Gilroy resided in Portage la Prairie from 1906 onwards, except for two years while working in Winnipeg. He maintained a summer home on the shores of Lake Manitoba, and served as president of the Delta Beach Association for 15 years. He was a recreational golfer and hunter, and a member of the Oakland Country Club near Delta Beach.

Gilroy had two sons with his wife Gertrude Gaunce, who died in January 1942. Gilroy died on August 8, 1942, at his summer home in Delta Beach due to heart problems. He was interred with his wife in Hillside Cemetery in Portage la Prairie.

==Legacy and honours==
Gilroy was named an honorary president of the MAHA in 1937. He was also named an honorary patron of the Portage la Prairie Baseball Club.

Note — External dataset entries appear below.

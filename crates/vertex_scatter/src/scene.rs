//! Host scene boundary.
//!
//! The scatter engine never talks to a concrete 3D application. Everything it needs from the
//! host (reading the selection, resolving vertex positions, creating instances and transforming
//! them) goes through [`SceneApi`]. [`MemoryScene`] is a small in-memory host that implements
//! the trait for tests, benches and demos.
use std::collections::HashMap;
use std::fmt;
use std::ops::RangeInclusive;

use glam::Vec3;
use mint::Vector3;

use crate::error::{Error, Result};

/// Identifier of a host node or component, e.g. `"pCube1"` or `"pPlane1.vtx[12]"`.
pub type NodeId = String;

/// Opaque reference to the scene node that gets instanced.
#[derive(Debug, Clone, PartialEq, Eq, Hash)]
pub struct SceneObjectRef {
    id: NodeId,
}

impl SceneObjectRef {
    pub fn new(id: impl Into<NodeId>) -> Self {
        Self { id: id.into() }
    }

    pub fn id(&self) -> &str {
        &self.id
    }
}

impl fmt::Display for SceneObjectRef {
    fn fmt(&self, f: &mut fmt::Formatter<'_>) -> fmt::Result {
        f.write_str(&self.id)
    }
}

/// Component filter applied when expanding a selection.
#[derive(Debug, Clone, Copy, PartialEq, Eq)]
pub enum ComponentMask {
    MeshVertex,
}

impl ComponentMask {
    /// Numeric selection mask understood by hosts that filter components by code.
    pub fn code(self) -> u32 {
        match self {
            ComponentMask::MeshVertex => 31,
        }
    }
}

/// Primitives the scatter tool consumes from the host application.
///
/// Read-only queries take `&self`; anything that mutates the scene takes `&mut self`.
pub trait SceneApi {
    /// The active selection, in selection order, with components flattened.
    fn query_selection(&self) -> Vec<NodeId>;

    /// Expands `ids` to the individual components matching `mask`, dropping everything else.
    fn expand_to_vertices(&self, ids: &[NodeId], mask: ComponentMask) -> Vec<NodeId>;

    /// World-space position of a single vertex component.
    fn world_position(&self, vertex: &str) -> Result<Vector3<f32>>;

    fn is_transform(&self, node: &str) -> bool;

    /// Creates an instance of `node` and returns the new transform's id.
    fn create_instance(&mut self, node: &str) -> Result<NodeId>;

    fn scale_node(&mut self, node: &str, scale: Vector3<f32>) -> Result<()>;

    /// Sets the rotation of `node`, in degrees per axis.
    fn rotate_node(&mut self, node: &str, rotation: Vector3<f32>) -> Result<()>;

    fn move_node_absolute_world(&mut self, node: &str, position: Vector3<f32>) -> Result<()>;
}

/// Builds the component id of vertex `index` on `mesh`.
pub fn vertex_component(mesh: &str, index: usize) -> NodeId {
    format!("{mesh}.vtx[{index}]")
}

/// Splits `mesh.vtx[i]` or `mesh.vtx[a:b]` into the owning mesh and the index range.
pub(crate) fn parse_vertex_component(id: &str) -> Option<(&str, RangeInclusive<usize>)> {
    let (owner, rest) = id.split_once(".vtx[")?;
    let inner = rest.strip_suffix(']')?;
    match inner.split_once(':') {
        Some((start, end)) => {
            let start: usize = start.trim().parse().ok()?;
            let end: usize = end.trim().parse().ok()?;
            (start <= end).then_some((owner, start..=end))
        }
        None => {
            let index: usize = inner.trim().parse().ok()?;
            Some((owner, index..=index))
        }
    }
}

#[derive(Debug, Clone, Copy, PartialEq, Eq)]
pub enum NodeKind {
    Transform,
    /// Any non-transform node (shapes, materials, ...).
    Other,
}

/// A node held by [`MemoryScene`].
#[derive(Debug, Clone)]
pub struct SceneNode {
    pub name: NodeId,
    pub kind: NodeKind,
    pub translation: Vec3,
    /// Euler rotation in degrees.
    pub rotation: Vec3,
    pub scale: Vec3,
    /// Node this one instances, if it was created by [`SceneApi::create_instance`].
    pub instance_of: Option<NodeId>,
}

impl SceneNode {
    fn new(name: impl Into<NodeId>, kind: NodeKind) -> Self {
        Self {
            name: name.into(),
            kind,
            translation: Vec3::ZERO,
            rotation: Vec3::ZERO,
            scale: Vec3::ONE,
            instance_of: None,
        }
    }
}

/// A mutation recorded by [`MemoryScene`], in call order.
#[derive(Debug, Clone, PartialEq)]
pub enum SceneOp {
    CreateInstance { source: NodeId, instance: NodeId },
    Scale { node: NodeId, scale: Vec3 },
    Rotate { node: NodeId, rotation: Vec3 },
    Move { node: NodeId, position: Vec3 },
}

/// In-memory host scene.
///
/// Meshes are transforms with a list of object-space vertices; a vertex's world position is
/// its object-space position offset by the mesh translation.
#[derive(Debug, Default)]
pub struct MemoryScene {
    nodes: HashMap<NodeId, SceneNode>,
    vertices: HashMap<NodeId, Vec<Vec3>>,
    selection: Vec<NodeId>,
    ops: Vec<SceneOp>,
    instance_counter: usize,
    instance_limit: Option<usize>,
}

impl MemoryScene {
    pub fn new() -> Self {
        Self::default()
    }

    /// Adds an empty transform node.
    pub fn with_transform(mut self, name: impl Into<NodeId>) -> Self {
        let node = SceneNode::new(name, NodeKind::Transform);
        self.nodes.insert(node.name.clone(), node);
        self
    }

    /// Adds a non-transform node, such as a shape.
    pub fn with_shape(mut self, name: impl Into<NodeId>) -> Self {
        let node = SceneNode::new(name, NodeKind::Other);
        self.nodes.insert(node.name.clone(), node);
        self
    }

    /// Adds a mesh transform at `translation` carrying `vertices` in object space.
    pub fn with_mesh(
        mut self,
        name: impl Into<NodeId>,
        translation: impl Into<Vec3>,
        vertices: Vec<Vec3>,
    ) -> Self {
        let mut node = SceneNode::new(name, NodeKind::Transform);
        node.translation = translation.into();
        self.vertices.insert(node.name.clone(), vertices);
        self.nodes.insert(node.name.clone(), node);
        self
    }

    /// Makes `create_instance` fail once `limit` instances exist.
    pub fn with_instance_limit(mut self, limit: usize) -> Self {
        self.instance_limit = Some(limit);
        self
    }

    /// Replaces the active selection.
    pub fn select<I, S>(&mut self, ids: I)
    where
        I: IntoIterator<Item = S>,
        S: Into<NodeId>,
    {
        self.selection = ids.into_iter().map(Into::into).collect();
    }

    /// Selects `source` followed by every vertex of `mesh`, as a user would in the viewport.
    pub fn select_source_and_mesh_vertices(&mut self, source: &str, mesh: &str) {
        let count = self.vertices.get(mesh).map_or(0, Vec::len);
        let mut ids = vec![source.to_owned()];
        if count > 0 {
            ids.push(format!("{mesh}.vtx[0:{}]", count - 1));
        }
        self.selection = ids;
    }

    pub fn node(&self, id: &str) -> Option<&SceneNode> {
        self.nodes.get(id)
    }

    pub fn vertex_count(&self, mesh: &str) -> usize {
        self.vertices.get(mesh).map_or(0, Vec::len)
    }

    /// All nodes created as instances of `source`, in no particular order.
    pub fn instances_of<'a>(&'a self, source: &'a str) -> impl Iterator<Item = &'a SceneNode> + 'a {
        self.nodes
            .values()
            .filter(move |n| n.instance_of.as_deref() == Some(source))
    }

    pub fn instance_count(&self) -> usize {
        self.instance_counter
    }

    pub fn ops(&self) -> &[SceneOp] {
        &self.ops
    }

    fn node_mut(&mut self, id: &str) -> Result<&mut SceneNode> {
        self.nodes
            .get_mut(id)
            .ok_or_else(|| Error::host(id, "no such node"))
    }
}

impl SceneApi for MemoryScene {
    fn query_selection(&self) -> Vec<NodeId> {
        self.selection.clone()
    }

    fn expand_to_vertices(&self, ids: &[NodeId], mask: ComponentMask) -> Vec<NodeId> {
        match mask {
            ComponentMask::MeshVertex => ids
                .iter()
                .filter_map(|id| parse_vertex_component(id))
                .filter_map(|(mesh, range)| {
                    let count = self.vertices.get(mesh)?.len();
                    Some(
                        range
                            .take_while(move |&i| i < count)
                            .map(move |i| vertex_component(mesh, i)),
                    )
                })
                .flatten()
                .collect(),
        }
    }

    fn world_position(&self, vertex: &str) -> Result<Vector3<f32>> {
        let (mesh, range) = parse_vertex_component(vertex)
            .ok_or_else(|| Error::host(vertex, "not a vertex component"))?;
        if range.start() != range.end() {
            return Err(Error::host(vertex, "expected a single vertex"));
        }
        let local = self
            .vertices
            .get(mesh)
            .and_then(|v| v.get(*range.start()))
            .ok_or_else(|| Error::host(vertex, "vertex index out of range"))?;
        let offset = self.nodes.get(mesh).map_or(Vec3::ZERO, |n| n.translation);
        Ok((*local + offset).into())
    }

    fn is_transform(&self, node: &str) -> bool {
        self.nodes
            .get(node)
            .is_some_and(|n| n.kind == NodeKind::Transform)
    }

    fn create_instance(&mut self, node: &str) -> Result<NodeId> {
        if let Some(limit) = self.instance_limit {
            if self.instance_counter >= limit {
                return Err(Error::host(node, "instance limit reached"));
            }
        }
        let source = self
            .nodes
            .get(node)
            .ok_or_else(|| Error::host(node, "no such node"))?;
        let root = source.instance_of.clone().unwrap_or_else(|| node.to_owned());

        self.instance_counter += 1;
        let name = format!("{root}_instance{}", self.instance_counter);
        let mut instance = SceneNode::new(name.clone(), NodeKind::Transform);
        instance.instance_of = Some(root);
        self.nodes.insert(name.clone(), instance);
        self.ops.push(SceneOp::CreateInstance {
            source: node.to_owned(),
            instance: name.clone(),
        });
        Ok(name)
    }

    fn scale_node(&mut self, node: &str, scale: Vector3<f32>) -> Result<()> {
        let scale = Vec3::from(scale);
        self.node_mut(node)?.scale = scale;
        self.ops.push(SceneOp::Scale {
            node: node.to_owned(),
            scale,
        });
        Ok(())
    }

    fn rotate_node(&mut self, node: &str, rotation: Vector3<f32>) -> Result<()> {
        let rotation = Vec3::from(rotation);
        self.node_mut(node)?.rotation = rotation;
        self.ops.push(SceneOp::Rotate {
            node: node.to_owned(),
            rotation,
        });
        Ok(())
    }

    fn move_node_absolute_world(&mut self, node: &str, position: Vector3<f32>) -> Result<()> {
        let position = Vec3::from(position);
        self.node_mut(node)?.translation = position;
        self.ops.push(SceneOp::Move {
            node: node.to_owned(),
            position,
        });
        Ok(())
    }
}

#[cfg(test)]
mod tests {
    use super::*;

    fn plane() -> MemoryScene {
        MemoryScene::new().with_mesh(
            "pPlane1",
            Vec3::new(0.0, 1.0, 0.0),
            vec![
                Vec3::new(-1.0, 0.0, -1.0),
                Vec3::new(1.0, 0.0, -1.0),
                Vec3::new(-1.0, 0.0, 1.0),
                Vec3::new(1.0, 0.0, 1.0),
            ],
        )
    }

    #[test]
    fn parses_single_and_range_components() {
        assert_eq!(
            parse_vertex_component("pPlane1.vtx[3]"),
            Some(("pPlane1", 3..=3))
        );
        assert_eq!(
            parse_vertex_component("pPlane1.vtx[2:5]"),
            Some(("pPlane1", 2..=5))
        );
        assert!(parse_vertex_component("pPlane1").is_none());
        assert!(parse_vertex_component("pPlane1.vtx[5:2]").is_none());
        assert!(parse_vertex_component("pPlane1.e[3]").is_none());
    }

    #[test]
    fn expand_flattens_ranges_and_drops_nodes() {
        let scene = plane().with_transform("pCube1");
        let ids = vec!["pCube1".to_owned(), "pPlane1.vtx[1:2]".to_owned()];
        let expanded = scene.expand_to_vertices(&ids, ComponentMask::MeshVertex);
        assert_eq!(expanded, vec!["pPlane1.vtx[1]", "pPlane1.vtx[2]"]);
    }

    #[test]
    fn expand_clips_ranges_past_the_last_vertex() {
        let scene = plane();
        let ids = vec!["pPlane1.vtx[2:10]".to_owned()];
        assert_eq!(
            scene.expand_to_vertices(&ids, ComponentMask::MeshVertex).len(),
            2
        );
    }

    #[test]
    fn world_position_includes_mesh_translation() {
        let scene = plane();
        let p = Vec3::from(scene.world_position("pPlane1.vtx[3]").unwrap());
        assert_eq!(p, Vec3::new(1.0, 1.0, 1.0));
        assert!(scene.world_position("pPlane1.vtx[9]").is_err());
        assert!(scene.world_position("pPlane1").is_err());
    }

    #[test]
    fn instances_record_their_root_source() {
        let mut scene = MemoryScene::new().with_transform("pCube1");
        let first = scene.create_instance("pCube1").unwrap();
        let second = scene.create_instance(&first).unwrap();
        assert_eq!(
            scene.node(&second).unwrap().instance_of.as_deref(),
            Some("pCube1")
        );
        assert_eq!(scene.instances_of("pCube1").count(), 2);
        assert!(scene.create_instance("missing").is_err());
    }

    #[test]
    fn instance_limit_rejects_further_instances() {
        let mut scene = MemoryScene::new()
            .with_transform("pCube1")
            .with_instance_limit(1);
        assert!(scene.create_instance("pCube1").is_ok());
        assert!(matches!(
            scene.create_instance("pCube1"),
            Err(Error::Host { .. })
        ));
    }

    #[test]
    fn shapes_are_not_transforms() {
        let scene = MemoryScene::new()
            .with_transform("pCube1")
            .with_shape("pCubeShape1");
        assert!(scene.is_transform("pCube1"));
        assert!(!scene.is_transform("pCubeShape1"));
        assert!(!scene.is_transform("missing"));
    }

    #[test]
    fn mask_code_matches_polygon_vertex_filter() {
        assert_eq!(ComponentMask::MeshVertex.code(), 31);
    }
}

Journalist Ralph Allen credited Gilroy with being progressive early in his presidency of the CAHA, for enforcing the rules and upholding the constitution to protect amateur hockey in Canada. Gilroy had felt it necessary to prevent regional disparities in talent due to players migrating around the country in numbers never seen before. After Gilroy's death, Frank Sargent who was the CAHA president at the time, stated that "His term of office was a very difficult one and he discharged his duties in a most able manner". Cecil Duncan described Gilroy's presidency as "transitory and troublous" for the CAHA, and International Ice Hockey Association president W. G. Hardy felt that Gilroy acted fairly and in the best interests of hockey in Canada.

In 1946, the MAHA was presented with a memorial cup to commemorate Gilroy by his son Jack. The cup became the E. A. Gilroy Memorial Trophy awarded to the Manitoba champion of the juvenile B-level division.

Gilroy was posthumously inducted into the builder category of the Manitoba Hockey Hall of Fame in 1987.